Special track on the Syntactic Analysis of Non-Canonical Language
ENDORSED BY SIGPARSE
The SANCL special track will be part of the joint SPMRL-SANCL 2014 - Statistical Parsing of Morphologically Rich Languages and Syntactic Analysis of Non-Canonical Languages"
Co-located with COLING 2014, August 24 in Dublin, Ireland
SANCL Poster submissions
In addition to regular paper submissions, we ask for poster submissions addressing the syntactic analysis of frequent phenomena of non-canonical languages which are difficult to annotate and parse using conventional annotation schemes. A case in point are the representation of verbless utterances in a dependency scheme, the pros and cons of different representations of disfluencies for statistical parsing, or the analysis of complex hashtags which incorporate and merge different syntactic arguments into one token.
Poster submissions should focus on one or more of the topics listed below. They should either be submitted as a short paper (up to 7 pages + references, to be included in the proceedings and presented as a poster at the workshop) or be submitted as an abstract (max. 500 words excluding examples/references, to be presented as a poster at the workshop). Abstract submissions should sketch an analysis for a given problem while short paper submissions should also present at least preliminary experimental results showing the feasibility of the approach.
Submissions will be accepted until June, 13 , 2014, (11:59 p.m. GMT) in PDF format via the START system (https://www.softconf.com/coling2014/WS-13) and must be formatted using the Coling 2014 formatting instructions.
Important Dates
Submission deadline | June 13, 2014 |
Author Notification | July 1, 2014 |
Workshop | August 24, 2014 |
Topics for poster submissions:
Unit of analysis
For canonical, written text the relevant unit for syntactic analysis is defined by the sentence boundaries. In CMC (computer mediated communication), on the other side, sentence boundaries are not always marked in a systematic way, and for spoken language, we can not revert to sentence boundaries at all. Decisions concerning the relevant unit of analysis will influence corpus-linguistic research (e.g. measures like sentence length, syntactic complexity) as well as parsing results. On the token level, it is also not clear what should be used as the unit of analysis. In spoken language as well as in conceptually spoken registers like CMC, multiple tokens are often merged into one new token (2,4-6), or long compound words are split into separate units (5). It is not yet clear whether it is preferable to address these issues during preprocessing, e.g. by tokenizing and normalising the text, or whether this would result in a "lossy translation", as argued by Owoputi et al. 2013, which should be avoided.

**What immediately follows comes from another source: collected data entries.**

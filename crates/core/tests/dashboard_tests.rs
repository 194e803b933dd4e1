use std::collections::{HashMap, HashSet};
use std::sync::{Arc, Mutex};

use async_trait::async_trait;
use chrono::{DateTime, Duration, TimeZone, Utc};
use portfolio_dashboard_core::api::traits::PortfolioApi;
use portfolio_dashboard_core::cache::key::QueryKey;
use portfolio_dashboard_core::cache::query_cache::{CacheEvent, CacheEventKind};
use portfolio_dashboard_core::cache::store::{FileStore, MemoryStore};
use portfolio_dashboard_core::config::ClientConfig;
use portfolio_dashboard_core::errors::CoreError;
use portfolio_dashboard_core::models::holding::{Holding, HoldingsResponse};
use portfolio_dashboard_core::models::portfolio::Portfolio;
use portfolio_dashboard_core::models::requests::{
    Ack, AddHoldingRequest, BulkDeleteRequest, DiscoverResponse, SettingsUpdate, UploadFile,
};
use portfolio_dashboard_core::models::sort::{SortDirection, SortKey};
use portfolio_dashboard_core::models::view::{
    DashboardView, HoldingsStatus, HoldingsView, Notification, NotificationLevel,
};
use portfolio_dashboard_core::PortfolioDashboard;
use tokio::sync::broadcast;

// ═══════════════════════════════════════════════════════════════════
// Mock API (in-memory backend with call log and injectable failures)
// ═══════════════════════════════════════════════════════════════════

#[derive(Default)]
struct MockState {
    portfolios: Vec<Portfolio>,
    holdings: HashMap<String, HoldingsResponse>,
    calls: Vec<String>,
    failing: HashSet<&'static str>,
    fail_detail: Option<String>,
    next_id: u32,
    last_settings: Option<SettingsUpdate>,
    last_add: Option<AddHoldingRequest>,
    last_delete: Option<BulkDeleteRequest>,
    last_upload: Option<UploadFile>,
}

/// Cloneable handle: the test keeps one, the dashboard owns another.
#[derive(Clone, Default)]
struct MockApi {
    state: Arc<Mutex<MockState>>,
}

impl MockApi {
    fn with_portfolio(id: &str, name: &str, holdings: Vec<Holding>, market_open: bool) -> Self {
        let api = Self::default();
        api.add_portfolio(id, name, holdings, market_open);
        api
    }

    fn add_portfolio(&self, id: &str, name: &str, holdings: Vec<Holding>, market_open: bool) {
        let mut s = self.state.lock().unwrap();
        s.portfolios.push(Portfolio::new(id, name));
        s.holdings.insert(
            id.to_string(),
            HoldingsResponse {
                holdings,
                is_market_open: market_open,
            },
        );
    }

    fn set_holdings(&self, id: &str, holdings: Vec<Holding>, market_open: bool) {
        self.state.lock().unwrap().holdings.insert(
            id.to_string(),
            HoldingsResponse {
                holdings,
                is_market_open: market_open,
            },
        );
    }

    fn fail(&self, method: &'static str) {
        self.state.lock().unwrap().failing.insert(method);
    }

    fn fail_with_detail(&self, method: &'static str, detail: &str) {
        let mut s = self.state.lock().unwrap();
        s.failing.insert(method);
        s.fail_detail = Some(detail.to_string());
    }

    fn calls(&self) -> Vec<String> {
        self.state.lock().unwrap().calls.clone()
    }

    fn count(&self, method: &str) -> usize {
        self.calls().iter().filter(|c| c.as_str() == method).count()
    }

    fn record(&self, method: &'static str) -> Result<std::sync::MutexGuard<'_, MockState>, CoreError> {
        let mut s = self.state.lock().unwrap();
        s.calls.push(method.to_string());
        if s.failing.contains(method) {
            return Err(CoreError::Api {
                status: 500,
                detail: Some(s.fail_detail.clone().unwrap_or_else(|| "Server exploded".into())),
            });
        }
        Ok(s)
    }
}

fn ok_ack() -> Ack {
    Ack {
        success: Some(true),
        ..Ack::default()
    }
}

#[async_trait]
impl PortfolioApi for MockApi {
    async fn list_portfolios(&self) -> Result<Vec<Portfolio>, CoreError> {
        Ok(self.record("list_portfolios")?.portfolios.clone())
    }

    async fn create_portfolio(&self, name: &str) -> Result<Portfolio, CoreError> {
        let mut s = self.record("create_portfolio")?;
        s.next_id += 1;
        let portfolio = Portfolio::new(format!("new-{}", s.next_id), name);
        s.portfolios.push(portfolio.clone());
        Ok(portfolio)
    }

    async fn rename_portfolio(&self, id: &str, name: &str) -> Result<Ack, CoreError> {
        let mut s = self.record("rename_portfolio")?;
        if let Some(p) = s.portfolios.iter_mut().find(|p| p.id == id) {
            p.name = name.to_string();
        }
        Ok(ok_ack())
    }

    async fn delete_portfolio(&self, id: &str) -> Result<Ack, CoreError> {
        let mut s = self.record("delete_portfolio")?;
        s.portfolios.retain(|p| p.id != id);
        Ok(ok_ack())
    }

    async fn get_holdings(&self, portfolio_id: &str) -> Result<HoldingsResponse, CoreError> {
        let s = self.record("get_holdings")?;
        Ok(s.holdings.get(portfolio_id).cloned().unwrap_or_default())
    }

    async fn add_holding(&self, request: &AddHoldingRequest) -> Result<Ack, CoreError> {
        let mut s = self.record("add_holding")?;
        s.last_add = Some(request.clone());
        let mut holding = Holding::new(
            &request.isin,
            &request.stock_name,
            request.quantity as f64,
            request.average_buy_price,
        );
        holding.ticker = request.ticker.clone();
        if let Some(response) = s.holdings.get_mut(&request.portfolio_id) {
            response.holdings.push(holding);
        }
        Ok(ok_ack())
    }

    async fn delete_holdings(&self, request: &BulkDeleteRequest) -> Result<Ack, CoreError> {
        let mut s = self.record("delete_holdings")?;
        s.last_delete = Some(request.clone());
        if let Some(response) = s.holdings.get_mut(&request.portfolio_id) {
            response.holdings.retain(|h| !request.isins.contains(&h.isin));
        }
        Ok(ok_ack())
    }

    async fn update_settings(&self, update: &SettingsUpdate) -> Result<Ack, CoreError> {
        let mut s = self.record("update_settings")?;
        s.last_settings = Some(update.clone());
        if let Some(h) = s
            .holdings
            .get_mut(&update.portfolio_id)
            .and_then(|r| r.holdings.iter_mut().find(|h| h.isin == update.isin))
        {
            h.target = update.target;
            h.stop_loss = update.stop_loss;
        }
        Ok(ok_ack())
    }

    async fn auto_discover(&self) -> Result<DiscoverResponse, CoreError> {
        self.record("auto_discover")?;
        Ok(DiscoverResponse { updated: 3 })
    }

    async fn upload(&self, file: &UploadFile) -> Result<Ack, CoreError> {
        let mut s = self.record("upload")?;
        s.last_upload = Some(file.clone());
        Ok(ok_ack())
    }
}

We ask for contributions on the optimal unit of analysis for non-canonical languages which do not come already separated into sentence-like units (e.g. spoken language (1), tweets (2), historical data(3) ) We ask for contributions on best practices for tokenizing spoken language and CMC (2, 4-6)
Elliptical structures and missing elements
Non-canonical languages often include sentences where syntactic arguments are not expressed at the surface level. This raises the question how we can provide a meaningful analysis for these structures, especially in a dependency grammar framework. One way to deal with the problem is to insert missing predicates as dummy verbs into the tree to be able to provide a dependency analysis for these structures (e.g. Seeker & Kuhn 2012; Dipper, Lüdeling & Reznicek 2013, see NoSta-D annotation guidelines). The question remains whether this approach is feasible for automatic processing, especially for the highly underspecified and ambiguous input often provided by NCLs, or whether a constituency-based analysis offers more elegant means to analyse elliptical structures.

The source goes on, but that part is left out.